____ SUPPLIED DATA

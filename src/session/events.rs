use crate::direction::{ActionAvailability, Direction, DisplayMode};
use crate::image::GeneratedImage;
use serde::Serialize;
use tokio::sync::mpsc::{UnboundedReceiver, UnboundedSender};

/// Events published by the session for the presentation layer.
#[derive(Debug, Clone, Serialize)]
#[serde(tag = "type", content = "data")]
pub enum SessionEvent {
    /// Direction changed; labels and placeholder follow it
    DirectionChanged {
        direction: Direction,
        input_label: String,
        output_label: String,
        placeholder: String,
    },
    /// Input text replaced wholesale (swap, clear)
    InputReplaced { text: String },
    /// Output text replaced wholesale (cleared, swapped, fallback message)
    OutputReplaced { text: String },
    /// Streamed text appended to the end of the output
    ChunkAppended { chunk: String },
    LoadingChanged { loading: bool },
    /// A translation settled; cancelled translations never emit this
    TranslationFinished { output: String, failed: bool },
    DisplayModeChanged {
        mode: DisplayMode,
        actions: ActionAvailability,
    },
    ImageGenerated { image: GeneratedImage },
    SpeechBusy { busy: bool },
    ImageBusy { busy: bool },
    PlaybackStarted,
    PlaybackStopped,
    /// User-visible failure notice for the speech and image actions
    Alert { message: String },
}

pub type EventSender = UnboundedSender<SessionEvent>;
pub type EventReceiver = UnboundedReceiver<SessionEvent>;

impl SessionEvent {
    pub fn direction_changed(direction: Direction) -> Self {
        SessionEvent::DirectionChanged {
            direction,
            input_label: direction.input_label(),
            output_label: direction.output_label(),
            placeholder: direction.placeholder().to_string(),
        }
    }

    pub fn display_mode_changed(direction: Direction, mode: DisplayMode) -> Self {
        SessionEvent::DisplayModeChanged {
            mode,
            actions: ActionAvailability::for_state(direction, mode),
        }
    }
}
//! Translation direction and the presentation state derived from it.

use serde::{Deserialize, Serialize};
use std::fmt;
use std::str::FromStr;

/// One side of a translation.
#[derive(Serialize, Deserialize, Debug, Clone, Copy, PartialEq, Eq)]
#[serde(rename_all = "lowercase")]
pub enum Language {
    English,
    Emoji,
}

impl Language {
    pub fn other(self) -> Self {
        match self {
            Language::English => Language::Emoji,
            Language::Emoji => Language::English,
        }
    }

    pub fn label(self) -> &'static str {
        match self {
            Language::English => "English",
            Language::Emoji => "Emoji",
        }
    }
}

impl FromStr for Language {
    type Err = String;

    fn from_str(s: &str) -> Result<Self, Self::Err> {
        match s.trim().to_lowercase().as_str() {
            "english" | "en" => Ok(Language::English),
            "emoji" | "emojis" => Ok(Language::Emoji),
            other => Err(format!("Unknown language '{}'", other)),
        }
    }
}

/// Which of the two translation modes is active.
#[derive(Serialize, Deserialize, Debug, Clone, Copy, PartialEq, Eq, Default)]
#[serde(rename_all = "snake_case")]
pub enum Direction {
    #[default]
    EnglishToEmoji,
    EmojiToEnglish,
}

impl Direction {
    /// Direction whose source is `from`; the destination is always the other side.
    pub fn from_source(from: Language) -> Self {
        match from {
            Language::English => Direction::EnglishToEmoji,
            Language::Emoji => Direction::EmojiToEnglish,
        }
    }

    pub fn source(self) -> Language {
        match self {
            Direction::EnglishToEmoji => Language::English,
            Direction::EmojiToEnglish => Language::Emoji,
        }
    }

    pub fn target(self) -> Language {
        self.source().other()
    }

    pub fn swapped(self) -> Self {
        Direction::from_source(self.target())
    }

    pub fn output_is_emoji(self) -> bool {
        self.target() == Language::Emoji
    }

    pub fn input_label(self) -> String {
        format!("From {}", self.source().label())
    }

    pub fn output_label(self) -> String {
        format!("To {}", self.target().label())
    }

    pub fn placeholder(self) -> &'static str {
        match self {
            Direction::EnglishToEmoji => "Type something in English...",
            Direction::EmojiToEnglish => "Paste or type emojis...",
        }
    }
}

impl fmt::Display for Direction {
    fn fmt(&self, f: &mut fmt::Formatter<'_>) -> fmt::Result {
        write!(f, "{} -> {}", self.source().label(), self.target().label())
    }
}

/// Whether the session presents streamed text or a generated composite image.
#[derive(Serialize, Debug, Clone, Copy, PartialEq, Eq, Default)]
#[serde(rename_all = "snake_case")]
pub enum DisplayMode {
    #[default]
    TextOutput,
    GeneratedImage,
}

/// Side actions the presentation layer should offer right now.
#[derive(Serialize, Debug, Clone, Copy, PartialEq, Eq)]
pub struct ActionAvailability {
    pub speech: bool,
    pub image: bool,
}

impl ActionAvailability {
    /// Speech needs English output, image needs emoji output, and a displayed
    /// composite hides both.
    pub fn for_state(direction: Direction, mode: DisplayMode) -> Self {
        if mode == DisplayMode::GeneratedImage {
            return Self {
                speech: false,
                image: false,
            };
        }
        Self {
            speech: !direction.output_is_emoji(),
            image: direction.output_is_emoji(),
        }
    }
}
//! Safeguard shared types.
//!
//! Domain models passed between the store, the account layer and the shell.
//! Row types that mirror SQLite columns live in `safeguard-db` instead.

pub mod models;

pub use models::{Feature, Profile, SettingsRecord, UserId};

________

## PROBLEM DESCRIPTION
Copy out each entry above with no deviation.

## THE COMPLETED TASK
filename src/session/events.rs
use crate::direction::{ActionAvailability, Direction, DisplayMode};
use crate::image::GeneratedImage;
use serde::Serialize;
use tokio::sync::mpsc::{UnboundedReceiver, UnboundedSender};

/// Events published by the session for the presentation layer.
#[derive(Debug, Clone, Serialize)]
#[serde(tag = "type", content = "data")]
pub enum SessionEvent {
    /// Direction changed; labels and placeholder follow it
    DirectionChanged {
        direction: Direction,
        input_label: String,
        output_label: String,
        placeholder: String,
    },
    /// Input text replaced wholesale (swap, clear)
    InputReplaced { text: String },
    /// Output text replaced wholesale (cleared, swapped, fallback message)
    OutputReplaced { text: String },
    /// Streamed text appended to the end of the output
    ChunkAppended { chunk: String },
    LoadingChanged { loading: bool },
    /// A translation settled; cancelled translations never emit this
    TranslationFinished { output: String, failed: bool },
    DisplayModeChanged {
        mode: DisplayMode,
        actions: ActionAvailability,
    },
    ImageGenerated { image: GeneratedImage },
    SpeechBusy { busy: bool },
    ImageBusy { busy: bool },
    PlaybackStarted,
    PlaybackStopped,
    /// User-visible failure notice for the speech and image actions
    Alert { message: String },
}

pub type EventSender = UnboundedSender<SessionEvent>;
pub type EventReceiver = UnboundedReceiver<SessionEvent>;

impl SessionEvent {
    pub fn direction_changed(direction: Direction) -> Self {
        SessionEvent::DirectionChanged {
            direction,
            input_label: direction.input_label(),
            output_label: direction.output_label(),
            placeholder: direction.placeholder().to_string(),
        }
    }

    pub fn display_mode_changed(direction: Direction, mode: DisplayMode) -> Self {
        SessionEvent::DisplayModeChanged {
            mode,
            actions: ActionAvailability::for_state(direction, mode),
        }
    }
}
//! Translation direction and the presentation state derived from it.

use serde::{Deserialize, Serialize};
use std::fmt;
use std::str::FromStr;

/// One side of a translation.
#[derive(Serialize, Deserialize, Debug, Clone, Copy, PartialEq, Eq)]
#[serde(rename_all = "lowercase")]
pub enum Language {
    English,
    Emoji,
}

impl Language {
    pub fn other(self) -> Self {
        match self {
            Language::English => Language::Emoji,
            Language::Emoji => Language::English,
        }
    }

    pub fn label(self) -> &'static str {
        match self {
            Language::English => "English",
            Language::Emoji => "Emoji",
        }
    }
}

impl FromStr for Language {
    type Err = String;

    fn from_str(s: &str) -> Result<Self, Self::Err> {
        match s.trim().to_lowercase().as_str() {
            "english" | "en" => Ok(Language::English),
            "emoji" | "emojis" => Ok(Language::Emoji),
            other => Err(format!("Unknown language '{}'", other)),
        }
    }
}

/// Which of the two translation modes is active.
#[derive(Serialize, Deserialize, Debug, Clone, Copy, PartialEq, Eq, Default)]
#[serde(rename_all = "snake_case")]
pub enum Direction {
    #[default]
    EnglishToEmoji,
    EmojiToEnglish,
}

impl Direction {
    /// Direction whose source is `from`; the destination is always the other side.
    pub fn from_source(from: Language) -> Self {
        match from {
            Language::English => Direction::EnglishToEmoji,
            Language::Emoji => Direction::EmojiToEnglish,
        }
    }

    pub fn source(self) -> Language {
        match self {
            Direction::EnglishToEmoji => Language::English,
            Direction::EmojiToEnglish => Language::Emoji,
        }
    }

    pub fn target(self) -> Language {
        self.source().other()
    }

    pub fn swapped(self) -> Self {
        Direction::from_source(self.target())
    }

    pub fn output_is_emoji(self) -> bool {
        self.target() == Language::Emoji
    }

    pub fn input_label(self) -> String {
        format!("From {}", self.source().label())
    }

    pub fn output_label(self) -> String {
        format!("To {}", self.target().label())
    }

    pub fn placeholder(self) -> &'static str {
        match self {
            Direction::EnglishToEmoji => "Type something in English...",
            Direction::EmojiToEnglish => "Paste or type emojis...",
        }
    }
}

impl fmt::Display for Direction {
    fn fmt(&self, f: &mut fmt::Formatter<'_>) -> fmt::Result {
        write!(f, "{} -> {}", self.source().label(), self.target().label())
    }
}

/// Whether the session presents streamed text or a generated composite image.
#[derive(Serialize, Debug, Clone, Copy, PartialEq, Eq, Default)]
#[serde(rename_all = "snake_case")]
pub enum DisplayMode {
    #[default]
    TextOutput,
    GeneratedImage,
}

/// Side actions the presentation layer should offer right now.
#[derive(Serialize, Debug, Clone, Copy, PartialEq, Eq)]
pub struct ActionAvailability {
    pub speech: bool,
    pub image: bool,
}

impl ActionAvailability {
    /// Speech needs English output, image needs emoji output, and a displayed
    /// composite hides both.
    pub fn for_state(direction: Direction, mode: DisplayMode) -> Self {
        if mode == DisplayMode::GeneratedImage {
            return Self {
                speech: false,
                image: false,
            };
        }
        Self {
            speech: !direction.output_is_emoji(),
            image: direction.output_is_emoji(),
        }
    }
}
//! Safeguard shared types.
//!
//! Domain models passed between the store, the account layer and the shell.
//! Row types that mirror SQLite columns live in `safeguard-db` instead.

pub mod models;

pub use models::{Feature, Profile, SettingsRecord, UserId};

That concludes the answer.